Since their arrest, they had been able to get some clothing.  Charlotte’s sister’s in-laws had been allowed to go into their apartment to take clothes, underwear, soap, toothbrushes, and all kinds of things and deliver them to St. Gilles.  That was probably the end of January or beginning of February.  The dress and underwear Charlotte had been wearing on November 15 when arrested, she had been wearing for two months.  She just dropped them somewhere when the fresh clothes arrived.  They had not had a bath or shower from November through to June when they finally came to Cottbus.  There they had a shower about once a month.

25. Prison in Cottbus

“We were in Bonn and Frankfurt each only for a short time, but Cottbus was for a long time.  It was there that the ‘NN’ was put behind our names.  It is ‘Non nomen,’ Latin for ‘No name.’  Among prisoners it was called ‘Nacht Namen,’ and ‘Night and Fog.’  You became a number and you were only known as a number.  Most NN prisoners just disappeared, no records, no graves.  I still have my number from Waldheim when we became numbers.  We were condemned to death and supposed to disappear without anyone knowing, or whatever.”  [According to Hitler’s Prisons, Legal Terror in Nazi German, by Nikolaus Wachsmann, New Haven: Yale University Press, 2004, p. 272-273, “Following the invasion of the Soviet Union, resistance to the German occupation in Europe had flared up.  The Nazi leadership responded by stepping up the terror against the civilian opposition.  In September 1941, Hitler ordered that arrested civilians, who could not be quickly sentenced to death, should no longer be tried by military courts.  Instead, they should secretly be deported to Germany.  They would disappear in ‘night and fog’ (Nacht und Nebel, or NN), and their family and friends would never hear from them again.”  “At the end of April 1944, a total of 5,289 NN prisoners…were held in German penal institutions.”  “NN prisoners were forbidden to write or receive letters.”  “Many NN prisoners died inside the penal institutions…The cloak of secrecy over NN prisoners was not even lifted after their death.  If they were executed or died in captivity, their relatives were not informed, their farewell letters were suppressed, and their bodies secretly buried by the Gestapo”]

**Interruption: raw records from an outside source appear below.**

/// chrome.storage and chrome.tabs access through the JS glue in bridge.js
use crate::error::{Result, StoreError, TagError};
use crate::host::{TabHost, TabScope};
use crate::storage::KeyValueStore;
use crate::tab_data::TabInfo;
use async_trait::async_trait;
use serde::Serialize;
use serde_json::{Map, Value};
use wasm_bindgen::prelude::*;

#[wasm_bindgen(module = "/bridge.js")]
extern "C" {
    #[wasm_bindgen(catch)]
    async fn getStorage(keys: JsValue) -> Result<JsValue, JsValue>;

    #[wasm_bindgen(catch)]
    async fn setStorage(items: JsValue) -> Result<(), JsValue>;

    #[wasm_bindgen(catch)]
    async fn queryTabs(all_windows: bool) -> Result<JsValue, JsValue>;

    #[wasm_bindgen(catch)]
    async fn openTab(url: &str) -> Result<(), JsValue>;

    #[wasm_bindgen(catch)]
    async fn openNewTabPage() -> Result<(), JsValue>;

    #[wasm_bindgen(catch)]
    async fn closeTabs(tab_ids: js_sys::Array) -> Result<(), JsValue>;
}

/// Plain objects instead of JS `Map`s, so chrome.storage can persist them
fn to_js<T: Serialize + ?Sized>(value: &T) -> std::result::Result<JsValue, String> {
    value
        .serialize(&serde_wasm_bindgen::Serializer::json_compatible())
        .map_err(|e| e.to_string())
}

/// chrome.storage.local
#[derive(Debug, Default)]
pub struct ChromeStorage;

#[async_trait(?Send)]
impl KeyValueStore for ChromeStorage {
    async fn get(&self, keys: &[&str]) -> Result<Map<String, Value>, StoreError> {
        let keys = to_js(keys).map_err(StoreError::Read)?;
        let result = getStorage(keys)
            .await
            .map_err(|e| StoreError::Read(format!("{:?}", e)))?;

        if result.is_undefined() || result.is_null() {
            return Ok(Map::new());
        }
        serde_wasm_bindgen::from_value(result).map_err(|e| StoreError::Read(e.to_string()))
    }

    async fn set(&self, entries: Map<String, Value>) -> Result<(), StoreError> {
        let items = to_js(&entries).map_err(StoreError::Write)?;
        setStorage(items)
            .await
            .map_err(|e| StoreError::Write(format!("{:?}", e)))
    }
}

/// chrome.tabs
#[derive(Debug, Default)]
pub struct ChromeTabs;

fn host_error(e: JsValue) -> TagError {
    TagError::Host(format!("{:?}", e))
}

#[async_trait(?Send)]
impl TabHost for ChromeTabs {
    async fn query_tabs(&self, scope: TabScope) -> Result<Vec<TabInfo>> {
        let tabs_js = queryTabs(scope == TabScope::AllWindows)
            .await
            .map_err(host_error)?;
        let tabs: Vec<TabInfo> =
            serde_wasm_bindgen::from_value(tabs_js).map_err(|e| TagError::Host(e.to_string()))?;
        Ok(tabs.into_iter().filter(|t| !t.pinned).collect())
    }

    async fn open_tab(&self, url: &str) -> Result<()> {
        openTab(url).await.map_err(host_error)
    }

    async fn open_new_tab_page(&self) -> Result<()> {
        openNewTabPage().await.map_err(host_error)
    }

    async fn close_tabs(&self, ids: &[i32]) -> Result<()> {
        let ids: js_sys::Array = ids.iter().map(|&id| JsValue::from(id)).collect();
        closeTabs(ids).await.map_err(host_error)
    }
}
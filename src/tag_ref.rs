/// Tag references and the virtual tags
use crate::hierarchy::HierarchyNode;
use serde::{Deserialize, Serialize};

/// Virtual view over every saved item
pub const ALL_TAG: &str = "📁 All";
/// Virtual view over the `Other` bucket
pub const OTHER_VIEW_TAG: &str = "📂 Other";
/// Real storage key for unclassified items
pub const OTHER_TAG: &str = "Other";

const SPECIAL_MARKERS: [char; 2] = ['📁', '📂'];

/// Paths carrying a reserved marker are virtual and never part of the hierarchy
pub fn is_special(path: &str) -> bool {
    path.starts_with(SPECIAL_MARKERS)
}

/// A tag as passed around by callers: either a bare path or a listing entry
#[derive(Debug, Clone, Serialize, Deserialize, PartialEq)]
#[serde(untagged)]
pub enum TagRef {
    Bare(String),
    WithMeta {
        path: String,
        depth: usize,
        #[serde(default)]
        hierarchy: Option<HierarchyNode>,
    },
}

impl TagRef {
    pub fn path(&self) -> &str {
        match self {
            TagRef::Bare(path) => path,
            TagRef::WithMeta { path, .. } => path,
        }
    }

    pub fn depth(&self) -> usize {
        match self {
            TagRef::Bare(path) => crate::hierarchy::depth(path),
            TagRef::WithMeta { depth, .. } => *depth,
        }
    }

    pub fn special(path: &str) -> TagRef {
        TagRef::WithMeta {
            path: path.to_string(),
            depth: 0,
            hierarchy: None,
        }
    }
}

impl From<&str> for TagRef {
    fn from(path: &str) -> Self {
        TagRef::Bare(path.to_string())
    }
}
/// URL decomposition used by the classifier
use url::Url;

/// The lowercased views of one URL that patterns are tested against
///
/// Examples for `https://GitHub.com/rust-lang/rust?tab=readme`:
/// - full: `https://github.com/rust-lang/rust?tab=readme`
/// - without_query: `https://github.com/rust-lang/rust`
/// - hostname: `github.com`
/// - host_and_path: `github.com/rust-lang/rust`
/// - flattened: `https   github.com rust lang rust tab readme`
#[derive(Debug, Clone, PartialEq)]
pub struct UrlView {
    pub full: String,
    pub without_query: String,
    pub hostname: String,
    pub host_and_path: String,
    pub flattened: String,
}

impl UrlView {
    /// Returns `None` when the URL does not parse
    pub fn parse(url: &str) -> Option<UrlView> {
        let parsed = match Url::parse(url) {
            Ok(parsed) => parsed,
            Err(e) => {
                log::debug!("Unparsable URL {:?}: {}", url, e);
                return None;
            }
        };

        let full = url.to_lowercase();
        let hostname = parsed.host_str().unwrap_or_default().to_lowercase();
        let path = parsed.path().to_lowercase();
        let origin = parsed.origin().ascii_serialization().to_lowercase();

        Some(UrlView {
            flattened: flatten(&full),
            without_query: format!("{}{}", origin, path),
            host_and_path: format!("{}{}", hostname, path),
            hostname,
            full,
        })
    }

    /// The four strings the anchored pattern regex is tried against
    pub fn regex_targets(&self) -> [&str; 4] {
        [
            &self.full,
            &self.without_query,
            &self.hostname,
            &self.host_and_path,
        ]
    }
}

/// Hostname of a URL as the browser reports it; `None` if unparsable or host-less
pub fn extract_hostname(url: &str) -> Option<String> {
    Url::parse(url)
        .ok()
        .and_then(|parsed| parsed.host_str().map(str::to_string))
        .filter(|host| !host.is_empty())
}

/// Replace everything but word characters and dots with spaces
fn flatten(url: &str) -> String {
    url.chars()
        .map(|c| {
            if c.is_ascii_alphanumeric() || c == '_' || c == '.' {
                c
            } else {
                ' '
            }
        })
        .collect()
}

#[cfg(test)]
mod tests {
    use super::*;

    #[test]
    fn test_url_view_parts() {
        let view = UrlView::parse("https://GitHub.com/rust-lang/rust?tab=readme").unwrap();

        assert_eq!(view.full, "https://github.com/rust-lang/rust?tab=readme");
        assert_eq!(view.without_query, "https://github.com/rust-lang/rust");
        assert_eq!(view.hostname, "github.com");
        assert_eq!(view.host_and_path, "github.com/rust-lang/rust");
        assert_eq!(view.flattened, "https   github.com rust lang rust tab readme");
    }

    #[test]
    fn test_url_view_root_path() {
        let view = UrlView::parse("https://notgithub.com").unwrap();

        assert_eq!(view.full, "https://notgithub.com");
        assert_eq!(view.without_query, "https://notgithub.com/");
        assert_eq!(view.host_and_path, "notgithub.com/");
    }

    #[test]
    fn test_url_view_with_port() {
        let view = UrlView::parse("http://localhost:3000/app").unwrap();

        assert_eq!(view.hostname, "localhost");
        assert_eq!(view.without_query, "http://localhost:3000/app");
    }

    #[test]
    fn test_url_view_invalid() {
        assert_eq!(UrlView::parse("not a url"), None);
        assert_eq!(UrlView::parse(""), None);
    }

    #[test]
    fn test_extract_hostname() {
        assert_eq!(extract_hostname("https://www.google.com/search?q=rust"), Some("www.google.com".to_string()));
        assert_eq!(extract_hostname("http://127.0.0.1:8080"), Some("127.0.0.1".to_string()));
        assert_eq!(extract_hostname("file:///tmp/notes.txt"), None);
        assert_eq!(extract_hostname("not-a-url"), None);
    }
}
/// Classification rules and their evaluation
use crate::domain::extract_hostname;
use crate::pattern::{matches_title_keywords, matches_url_patterns};
use crate::tab_data::SavedItem;
use serde::{Deserialize, Serialize};
use std::collections::BTreeMap;

/// Rules keyed by the tag they classify into
pub type RuleTable = BTreeMap<String, ClassificationRule>;

/// How the conditions inside one group combine
#[derive(Debug, Clone, Copy, Serialize, Deserialize, Default, PartialEq, Eq)]
#[serde(rename_all = "UPPERCASE")]
pub enum GroupOperator {
    #[default]
    And,
    Or,
}

/// What a condition inspects
#[derive(Debug, Clone, Copy, Serialize, Deserialize, PartialEq, Eq)]
#[serde(rename_all = "lowercase")]
pub enum ConditionKind {
    Url,
    Title,
    Domain,
    #[serde(other)]
    Unknown,
}

#[derive(Debug, Clone, Serialize, Deserialize, PartialEq)]
pub struct Condition {
    #[serde(rename = "type")]
    pub kind: ConditionKind,
    #[serde(default)]
    pub value: String,
}

#[derive(Debug, Clone, Serialize, Deserialize, Default, PartialEq)]
pub struct ConditionGroup {
    #[serde(default)]
    pub operator: GroupOperator,
    #[serde(default)]
    pub conditions: Vec<Condition>,
}

/// The rule set attached to one tag.
///
/// A rule with a non-empty `advanced_rules` list is evaluated only through
/// its condition groups; otherwise the legacy URL/title lists apply.
#[derive(Debug, Clone, Serialize, Deserialize, Default, PartialEq)]
#[serde(rename_all = "camelCase")]
pub struct ClassificationRule {
    #[serde(default)]
    pub url_patterns: Vec<String>,
    #[serde(default)]
    pub title_keywords: Vec<String>,
    #[serde(default, skip_serializing_if = "Vec::is_empty")]
    pub advanced_rules: Vec<ConditionGroup>,
}

/// The two rule dialects, resolved from a stored rule
pub enum RuleDialect<'a> {
    Legacy {
        url_patterns: &'a [String],
        title_keywords: &'a [String],
    },
    Advanced(&'a [ConditionGroup]),
}

impl Condition {
    pub fn new(kind: ConditionKind, value: &str) -> Condition {
        Condition {
            kind,
            value: value.to_string(),
        }
    }

    pub fn matches(&self, item: &SavedItem) -> bool {
        if self.value.is_empty() {
            return false;
        }

        match self.kind {
            ConditionKind::Url => matches_url_patterns(&item.url, std::slice::from_ref(&self.value)),
            ConditionKind::Title => {
                matches_title_keywords(&item.title, std::slice::from_ref(&self.value))
            }
            ConditionKind::Domain => match extract_hostname(&item.url) {
                Some(host) => host.contains(&self.value) || self.value.contains(&host),
                None => false,
            },
            ConditionKind::Unknown => false,
        }
    }
}

impl ConditionGroup {
    /// An empty group never matches
    pub fn matches(&self, item: &SavedItem) -> bool {
        if self.conditions.is_empty() {
            return false;
        }

        match self.operator {
            GroupOperator::And => self.conditions.iter().all(|c| c.matches(item)),
            GroupOperator::Or => self.conditions.iter().any(|c| c.matches(item)),
        }
    }
}

impl ClassificationRule {
    pub fn legacy(url_patterns: &[&str], title_keywords: &[&str]) -> ClassificationRule {
        ClassificationRule {
            url_patterns: url_patterns.iter().map(|p| p.to_string()).collect(),
            title_keywords: title_keywords.iter().map(|k| k.to_string()).collect(),
            advanced_rules: Vec::new(),
        }
    }

    pub fn advanced(groups: Vec<ConditionGroup>) -> ClassificationRule {
        ClassificationRule {
            advanced_rules: groups,
            ..ClassificationRule::default()
        }
    }

    pub fn dialect(&self) -> RuleDialect<'_> {
        if self.advanced_rules.is_empty() {
            RuleDialect::Legacy {
                url_patterns: &self.url_patterns,
                title_keywords: &self.title_keywords,
            }
        } else {
            RuleDialect::Advanced(&self.advanced_rules)
        }
    }

    pub fn matches(&self, item: &SavedItem) -> bool {
        match self.dialect() {
            RuleDialect::Advanced(groups) => groups.iter().any(|group| group.matches(item)),
            RuleDialect::Legacy {
                url_patterns,
                title_keywords,
            } => {
                let url_match = !url_patterns.is_empty() && matches_url_patterns(&item.url, url_patterns);
                let title_match =
                    !title_keywords.is_empty() && matches_title_keywords(&item.title, title_keywords);
                url_match || title_match
            }
        }
    }

    /// Refill the URL/keyword lists from the condition groups. The
    /// classifier only reads the lists.
    ///
    /// The groups are kept. Domain conditions have no list counterpart.
    /// A rule without groups is returned unchanged.
    pub fn to_legacy(&self) -> ClassificationRule {
        if self.advanced_rules.is_empty() {
            return self.clone();
        }

        let mut url_patterns = Vec::new();
        let mut title_keywords = Vec::new();
        for condition in self.advanced_rules.iter().flat_map(|g| &g.conditions) {
            if condition.value.is_empty() {
                continue;
            }
            match condition.kind {
                ConditionKind::Url => url_patterns.push(condition.value.clone()),
                ConditionKind::Title => title_keywords.push(condition.value.clone()),
                ConditionKind::Domain | ConditionKind::Unknown => {}
            }
        }

        ClassificationRule {
            url_patterns,
            title_keywords,
            advanced_rules: self.advanced_rules.clone(),
        }
    }

    /// Human-readable summary, e.g. `(URL matches "*github.com/*" AND title contains "pr") OR domain contains "gitlab"`
    pub fn describe(&self) -> String {
        match self.dialect() {
            RuleDialect::Advanced(groups) => groups
                .iter()
                .filter(|g| !g.conditions.is_empty())
                .map(describe_group)
                .collect::<Vec<_>>()
                .join(" OR "),
            RuleDialect::Legacy {
                url_patterns,
                title_keywords,
            } => {
                let parts: Vec<String> = url_patterns
                    .iter()
                    .map(|p| describe_condition(ConditionKind::Url, p))
                    .chain(
                        title_keywords
                            .iter()
                            .map(|k| describe_condition(ConditionKind::Title, k)),
                    )
                    .collect();

                if parts.is_empty() {
                    "No conditions defined".to_string()
                } else {
                    parts.join(" OR ")
                }
            }
        }
    }
}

“At Cottbus my mother and I were very lucky that we were in the same cell together.  There were six or seven people in the same cell.  There we also had to work, making insignia in different colors [pointing to a “collar” around her neck] for German uniforms, mainly the Army.  We had to sew them all by hand.  That way we got a lot of colors to work with.  We made flowers with them.  We sabotaged what we could.”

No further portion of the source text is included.